That is all fine and well when there is pre existing mutual consent. If a wife has given her husband carte blanche, then have at it. But if she has boundaries, don't cross them or disregard them just because she is your wife and therefore her body belongs to you and you can do whatever you want with it. Thanks be, that sh*t doesn't fly anymore. Our culture recognizes marital rape, doesn't it?


----------



## Woodchuck (Nov 1, 2012)

LadyOfTheLake said:


> That is all fine and well when there is pre existing mutual consent. If a wife has given her husband carte blanche, then have at it. But if she has boundaries, don't cross them or disregard them just because she is your wife and therefore her body belongs to you and you can do whatever you want with it. Thanks be, that sh*t doesn't fly anymore. Our culture recognizes marital rape, doesn't it?


At no time did I condone rape, I only suggested that in the marriage bed, false modesty should be set aside, and provided some historical examples of the male/female marriage relationship as held in most modern cultures 

Unless you subscribe to the modern feminist view of the marriage bed as described by Dworkin:

"Intercourse is the pure, sterile, formal expression of men's contempt for women"...
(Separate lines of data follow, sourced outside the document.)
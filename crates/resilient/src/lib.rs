//! Resilience decorators for fallible operations.
//!
//! Wrap a synchronous or asynchronous operation with retry and backoff,
//! circuit breaking, token-bucket rate limiting and per-attempt deadlines.
//! Every outcome is an [`Outcome`], a `Result` whose error side is the
//! type-erased [`Failure`].
//!
//! ```rust,no_run
//! use std::time::Duration;
//!
//! use resilient::{Circuit, Failure, Resilient};
//!
//! # async fn fetch() -> Result<String, Failure> { Ok(String::new()) }
//! # async fn demo() -> Result<(), Box<dyn std::error::Error>> {
//! let fetch = Resilient::new()
//!     .attempts(3)
//!     .timeout(Duration::from_secs(2))
//!     .circuit(Circuit::fast())
//!     .decorate(fetch)?;
//!
//! let body = fetch.run().await;
//! # let _ = body;
//! # Ok(())
//! # }
//! ```
//!
//! # Feature Tiers
//!
//! - `foundation`: result algebra, errors, backoff, settings helpers
//! - `runtime`: policies, executors, keyed state, facade, presets and
//!   settings loading (default)
//! - `test-utils`: temporary settings files on top of `runtime`
//!
//! Events go to the `resilient` tracing target. The crate installs no
//! subscriber, so nothing is emitted unless the application sets one up.

#![forbid(unsafe_code)]
#![warn(rust_2018_idioms)]
#![warn(clippy::all, clippy::perf, clippy::complexity, clippy::suspicious)]

// Foundation tier
// -----------------------------------------------------------------
#[cfg(feature = "foundation")]
#[macro_use]
pub mod utils;
#[cfg(feature = "foundation")]
pub mod error;
#[cfg(feature = "foundation")]
pub mod resilience;
#[cfg(feature = "foundation")]
pub mod result;

// Runtime tier
// --------------------------------------------------------------------
#[cfg(feature = "runtime")]
pub mod config;
#[cfg(feature = "runtime")]
pub mod facade;

// Testing utilities
// ---------------------------------------------------------------
#[cfg(feature = "runtime")]
pub mod testing;

// Re-exports
// ------------------------
#[cfg(feature = "runtime")]
pub use config::ResilienceSettings;
#[cfg(feature = "foundation")]
pub use error::{ErrorType, ResilienceError, ResilienceResult, TypedError};
#[cfg(feature = "runtime")]
pub use facade::{preset, presets, resilient, PresetRegistry, Resilient, ResilientFn};
#[cfg(feature = "foundation")]
pub use resilience::{Backoff, BackoffStrategy};
#[cfg(feature = "runtime")]
pub use resilience::{
    compose, compose_blocking, Circuit, CircuitBreaker, CircuitState, Clock, Compose, Decorator,
    HandlerDecision, MockClock, RateLimit, RateLimiter, Retry, RetryExecutor, SystemClock, Timeout,
};
#[cfg(feature = "foundation")]
pub use result::{collect, Failure, Flatten, Outcome, ResultExt, SharedError};
#[cfg(feature = "foundation")]
pub use utils::serde::{duration_secs, option_duration_secs};
//! Deadline for a single invocation
//!
//! The async path races the operation against the deadline and drops the
//! pending future when the deadline wins, so an abandoned attempt can never
//! touch shared state afterwards. The blocking path cannot preempt the
//! caller's thread: the work runs to completion and a late result is
//! discarded and reported as a timeout.

use std::future::Future;
use std::sync::Arc;
use std::time::{Duration, Instant};

use futures::FutureExt;
use tracing::debug;

use super::compose::{AsyncOperation, BlockingOperation, Decorator};
use crate::error::ResilienceError;
use crate::result::{Failure, Outcome};

/// Deadline policy for one invocation
#[derive(Debug, Clone, Copy, PartialEq, Eq)]
pub struct Timeout {
    after: Duration,
}

impl Timeout {
    pub const fn new(after: Duration) -> Self {
        Self { after }
    }

    pub const fn after(&self) -> Duration {
        self.after
    }

    fn expired(&self) -> Failure {
        Failure::new(ResilienceError::Timeout { after: self.after })
    }

    /// Await `future` for at most the deadline
    pub async fn execute<Fut, T, E>(&self, future: Fut) -> Outcome<T>
    where
        Fut: Future<Output = Result<T, E>>,
        E: Into<Failure>,
    {
        match tokio::time::timeout(self.after, future).await {
            Ok(outcome) => outcome.map_err(Into::into),
            Err(_) => {
                debug!(target: "resilient", after = ?self.after, "attempt abandoned at deadline");
                Err(self.expired())
            }
        }
    }

    /// Run `operation` on the current thread, best-effort
    ///
    /// Errors raised before the deadline pass through unchanged.
    pub fn call<F, T, E>(&self, operation: F) -> Outcome<T>
    where
        F: FnOnce() -> Result<T, E>,
        E: Into<Failure>,
    {
        let started = Instant::now();
        let outcome = operation().map_err(Into::into);
        if started.elapsed() > self.after {
            debug!(target: "resilient", after = ?self.after, "late result discarded");
            return Err(self.expired());
        }
        outcome
    }
}

impl<T: Send + 'static> Decorator<T> for Timeout {
    fn decorate(&self, inner: AsyncOperation<T>) -> AsyncOperation<T> {
        let timeout = *self;
        Arc::new(move || {
            let pending = inner();
            async move { timeout.execute(pending).await }.boxed()
        })
    }

    fn decorate_blocking(&self, inner: BlockingOperation<T>) -> BlockingOperation<T> {
        let timeout = *self;
        Arc::new(move || timeout.call(|| inner()))
    }
}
Talking about $hit that don't fly

Good luck
The woodchuck


----------



## LadyOfTheLake (Feb 25, 2013)

Woodchuck said:


> At no time did I condone rape, I only suggested that in the marriage bed, false modesty should be set aside, and provided some historical examples of the male/female marriage relationship as held in most modern cultures
> 
> Unless you subscribe to the modern feminist view of the marriage bed as described by Dworkin:
> 
> ...



Who says anything about false modesty? I'm certain she has valid reasons for having boundaries with HER body. Anyone that truly loved her would respect that and work with her, rather than ignore them for the sake of his own pleasure. 
Many women need to compartmentalize their bodies when they are breastfeeding. They can't see their breasts as sexual when they are sharing them with children all day long. Breastfeeding triggers the release of oxytocin, the bonding hormone that is also released during orgasm. Some women also feel physical pleasure during the act of breast feeding and this can be psychologically disturbing. Therefore, it is very very common for nursing women to set their breasts as off limits to their spouses during this time. 
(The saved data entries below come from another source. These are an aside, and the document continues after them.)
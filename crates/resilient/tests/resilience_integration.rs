//! Integration tests for the resilience policies
//!
//! Tests backoff schedules, circuit breaking, rate limiting, retry and
//! deadlines on their own and composed around one operation.

#![cfg(feature = "runtime")]

use std::sync::atomic::{AtomicU32, Ordering};
use std::sync::Arc;
use std::time::{Duration, Instant};

use resilient::resilience::{blocking_operation, operation};
use resilient::testing::{assert_jittered, ScriptedOperation, Step};
use resilient::{
    assert_attempts, assert_failure_contains, compose, Backoff, BackoffStrategy, Circuit,
    CircuitState, Compose, Decorator, Failure, MockClock, Outcome, RateLimit, Retry,
    RetryExecutor, Timeout,
};

fn quick() -> Backoff {
    Backoff::fixed(Duration::from_millis(1)).without_jitter()
}

// ============================================================================
// Backoff
// ============================================================================

/// Validates a fixed schedule never grows.
#[test]
fn test_fixed_backoff_constant() {
    let backoff = Backoff::fixed(Duration::from_millis(250)).without_jitter();
    for attempt in [0, 1, 5, 50, 500] {
        assert_eq!(backoff.calculate(attempt), Duration::from_millis(250));
    }
}

/// Validates a linear schedule grows by the base delay.
#[test]
fn test_linear_backoff_grows() {
    let backoff = Backoff::linear(Duration::from_millis(500)).without_jitter();
    assert_eq!(backoff.strategy(), BackoffStrategy::Linear);
    assert_eq!(backoff.calculate(0), Duration::from_millis(500));
    assert_eq!(backoff.calculate(3), Duration::from_secs(2));
}

/// Validates exponential growth clamps at the cap.
///
/// # Test Steps
/// 1. Build base 1s, factor 2, cap 10s without jitter
/// 2. Compute attempts 0 through 5
/// 3. Confirm `min(b * f^n, m)` for each
#[test]
fn test_exponential_backoff_clamped() {
    let backoff = Backoff::exponential(Duration::from_secs(1), 2.0)
        .expect("valid factor")
        .with_max_delay(Duration::from_secs(10))
        .without_jitter();

    let delays: Vec<u64> = (0..6).map(|n| backoff.calculate(n).as_secs()).collect();
    assert_eq!(delays, vec![1, 2, 4, 8, 10, 10]);

    // Huge attempt indices saturate at the cap instead of overflowing.
    assert_eq!(backoff.calculate(u32::MAX), Duration::from_secs(10));
}

/// Validates jitter stays within `[0.5, 1.0)` of the computed delay and
/// actually varies.
#[test]
fn test_jitter_range_and_variation() {
    let backoff = Backoff::fixed(Duration::from_secs(1));
    assert!(backoff.jitter());

    let delays: Vec<Duration> = (0..64).map(|_| backoff.calculate(3)).collect();
    for delay in &delays {
        assert_jittered(*delay, Duration::from_secs(1));
    }
    assert!(delays.iter().any(|d| *d != delays[0]), "jittered delays should vary");
}

/// Validates invalid factors are rejected.
#[test]
fn test_backoff_rejects_bad_factor() {
    assert!(Backoff::exponential(Duration::from_secs(1), 0.0).is_err());
    assert!(Backoff::exponential(Duration::from_secs(1), f64::INFINITY).is_err());
}

// ============================================================================
// Circuit breaker
// ============================================================================

/// Validates the circuit trips after the threshold and the wrapped
/// operation is not invoked while open.
///
/// # Test Steps
/// 1. Bind threshold 2 / window 60s to a mock clock
/// 2. Fail twice and observe the original error each time
/// 3. Third call is rejected without invoking the operation
/// 4. Advance past the window; the next call runs fresh
#[tokio::test]
async fn test_circuit_trips_and_recovers() {
    let clock = MockClock::new();
    let breaker = Circuit::new(2, Duration::from_secs(60))
        .expect("valid circuit")
        .bind_with_clock(clock.clone());
    let op = ScriptedOperation::<&str>::always_failing("upstream refused");

    for _ in 0..2 {
        let outcome = breaker.execute(|| op.run()).await;
        assert_failure_contains!(outcome, "upstream refused");
    }
    assert_eq!(breaker.state(), CircuitState::Open);

    let rejected = breaker.execute(|| op.run()).await;
    assert_failure_contains!(rejected, "Circuit breaker open");
    assert_attempts!(op.calls(), 2);

    clock.advance(Duration::from_secs(61));
    let healthy = ScriptedOperation::new([Step::Succeed("fresh")]);
    assert_eq!(breaker.execute(|| healthy.run()).await.ok(), Some("fresh"));
    assert_eq!(breaker.state(), CircuitState::Closed);
    assert_eq!(breaker.failure_count(), 0);
}

/// Validates two decorated operations never share circuit state unless
/// keyed together.
#[test]
fn test_circuit_isolation_by_key() {
    let policy = Circuit::new(1, Duration::from_secs(60)).expect("valid circuit");
    let failing = blocking_operation(|| Err::<(), _>(Failure::value("down")));
    let healthy = blocking_operation(|| Ok::<_, Failure>(()));

    let a = policy.decorate_blocking(Arc::clone(&failing));
    let b = policy.decorate_blocking(Arc::clone(&healthy));
    let _ = a();
    assert!(a().unwrap_err().is_circuit_open());
    assert!(b().is_ok());

    let shared = policy.with_key("integration-circuit-shared");
    let c = shared.decorate_blocking(failing);
    let d = shared.decorate_blocking(healthy);
    let _ = c();
    assert!(d().unwrap_err().is_circuit_open());
}

/// Validates concurrent failures against one key are all counted.
#[tokio::test(flavor = "multi_thread", worker_threads = 4)]
async fn test_circuit_concurrent_failures_counted() {
    let policy = Circuit::new(1_000, Duration::from_secs(60))
        .expect("valid circuit")
        .with_key("integration-circuit-concurrent");

    let handles: Vec<_> = (0..8)
        .map(|_| {
            let breaker = policy.bind();
            tokio::spawn(async move {
                for _ in 0..25 {
                    let _ = breaker.execute(|| async { Err::<(), _>(Failure::value("x")) }).await;
                }
            })
        })
        .collect();
    for handle in handles {
        handle.await.expect("task completed");
    }

    assert_eq!(policy.bind().failure_count(), 200);
}

// ============================================================================
// Rate limiter
// ============================================================================

/// Validates rps 50 / burst 1 spaces three calls by at least 20ms.
#[tokio::test]
async fn test_rate_limit_spacing() {
    let limiter = RateLimit::new(50.0, 1).expect("valid rate limit").bind();
    let started = Instant::now();
    for _ in 0..3 {
        limiter.execute(|| async { Ok::<_, Failure>(()) }).await.expect("admitted");
    }
    assert!(started.elapsed() >= Duration::from_millis(20));
}

/// Validates rps 25 / burst 3 admits three calls at once and makes the
/// fourth wait roughly one interval.
///
/// # Test Steps
/// 1. Time the first three calls
/// 2. Time the fourth
/// 3. Confirm burst is near-immediate and the fourth waits about 40ms
#[tokio::test]
async fn test_rate_limit_burst_then_wait() {
    let limiter = RateLimit::new(25.0, 3).expect("valid rate limit").bind();

    let started = Instant::now();
    for _ in 0..3 {
        limiter.acquire().await;
    }
    assert!(started.elapsed() < Duration::from_millis(30));

    let fourth = Instant::now();
    limiter.acquire().await;
    let waited = fourth.elapsed();
    assert!(waited >= Duration::from_millis(25), "waited only {waited:?}");
    assert!(waited < Duration::from_millis(200), "waited too long: {waited:?}");
}

/// Validates the blocking path waits too.
#[test]
fn test_rate_limit_blocking_call() {
    let limiter = RateLimit::new(20.0, 1).expect("valid rate limit").bind();
    let started = Instant::now();
    for _ in 0..2 {
        limiter.call(|| Ok::<_, Failure>(())).expect("admitted");
    }
    assert!(started.elapsed() >= Duration::from_millis(40));
}

// ============================================================================
// Retry and timeout
// ============================================================================

/// Validates attempts=2 on an operation failing once yields success after
/// exactly two invocations.
#[tokio::test]
async fn test_retry_recovers_after_one_failure() {
    let op = ScriptedOperation::failing_then(1, "transient", 42);
    let executor = RetryExecutor::new(Retry::new(2).expect("valid").with_backoff(quick()));

    let outcome = executor.execute(|| op.run()).await;
    assert_eq!(outcome.ok(), Some(42));
    assert_attempts!(op.calls(), 2);
}

/// Validates exhausted retries report the last failure as it was.
#[test]
fn test_retry_exhausted_blocking() {
    let op = ScriptedOperation::<u8>::always_failing("still down");
    let executor = RetryExecutor::new(Retry::new(3).expect("valid").with_backoff(quick()));

    let failure = executor.call(|| op.call()).unwrap_err();
    assert_eq!(failure.to_string(), "still down");
    assert!(!failure.is_fault());
    assert_attempts!(op.calls(), 3);
}

/// Validates a deadline abandons a slow future with the canonical message.
#[tokio::test]
async fn test_timeout_message() {
    let outcome = Timeout::new(Duration::from_millis(50))
        .execute(async {
            tokio::time::sleep(Duration::from_secs(1)).await;
            Ok::<_, Failure>(())
        })
        .await;
    assert_failure_contains!(outcome, "Timeout after 0.05s");
}

// ============================================================================
// Composition
// ============================================================================

/// Validates a composed stack: retry outside, circuit inside, timeout
/// innermost.
///
/// # Test Steps
/// 1. Compose retry(3) -> circuit(threshold 2) -> timeout
/// 2. Run an operation that always times out
/// 3. Confirm the circuit opened after two attempts and the third attempt
///    was rejected without running the operation
#[tokio::test]
async fn test_compose_retry_circuit_timeout() {
    let calls = Arc::new(AtomicU32::new(0));
    let counter = Arc::clone(&calls);
    let base = operation(move || {
        counter.fetch_add(1, Ordering::SeqCst);
        async {
            tokio::time::sleep(Duration::from_millis(200)).await;
            Ok::<_, Failure>(())
        }
    });

    let retry = Retry::new(3).expect("valid").with_backoff(quick());
    let circuit = Circuit::new(2, Duration::from_secs(60)).expect("valid circuit");
    let timeout = Timeout::new(Duration::from_millis(20));
    let layers: [&dyn Decorator<()>; 3] = [&retry, &circuit, &timeout];

    let composed = compose(&layers, base);
    let failure = composed().await.unwrap_err();

    assert!(failure.is_circuit_open());
    assert_failure_contains!(Err::<(), _>(failure), "Circuit breaker open");
    assert_eq!(calls.load(Ordering::SeqCst), 2);
}

/// Validates the builder form matches nesting order.
#[test]
fn test_compose_builder_blocking() {
    let op = ScriptedOperation::failing_then(2, "flaky", "ok");
    let script = op.clone();
    let stack = Compose::new()
        .layer(Retry::new(3).expect("valid").with_backoff(quick()))
        .layer(Timeout::new(Duration::from_secs(5)));
    assert_eq!(stack.len(), 2);

    let wrapped = stack.wrap_blocking(blocking_operation(move || script.call()));
    let outcome: Outcome<&str> = wrapped();
    assert_eq!(outcome.ok(), Some("ok"));
    assert_attempts!(op.calls(), 3);
}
Personally, I think sex is the greatest thing ever. But it took me a long time to get to this stage. I also was raised conservatively and was shy about talking about it. But being shy gets you no where OP. You and your wife need a frank discussion about this or resentment and misunderstanding will build. While you may think she doesn't want you touching her lady bits because she is super modest or whatever, maybe you are being too rough, maybe you have dry, rough skin and it hurts her. My husband gets cracked and snaggy skin on his hands and it hurts me. These are the kinds of things you find out when you talk, and not make assumptions. None of us here can tell you what your wife is thinking, what her issues are. Please find out from her, rather than disregarding them and taking what you want.


----------



## Woodchuck (Nov 1, 2012)

In the beginning of our relationship, my wife was very shy. She wanted the lights out, only missionary PIV, not willing to talk about sex....I took the lead, with gentle persuasive and confident actions. 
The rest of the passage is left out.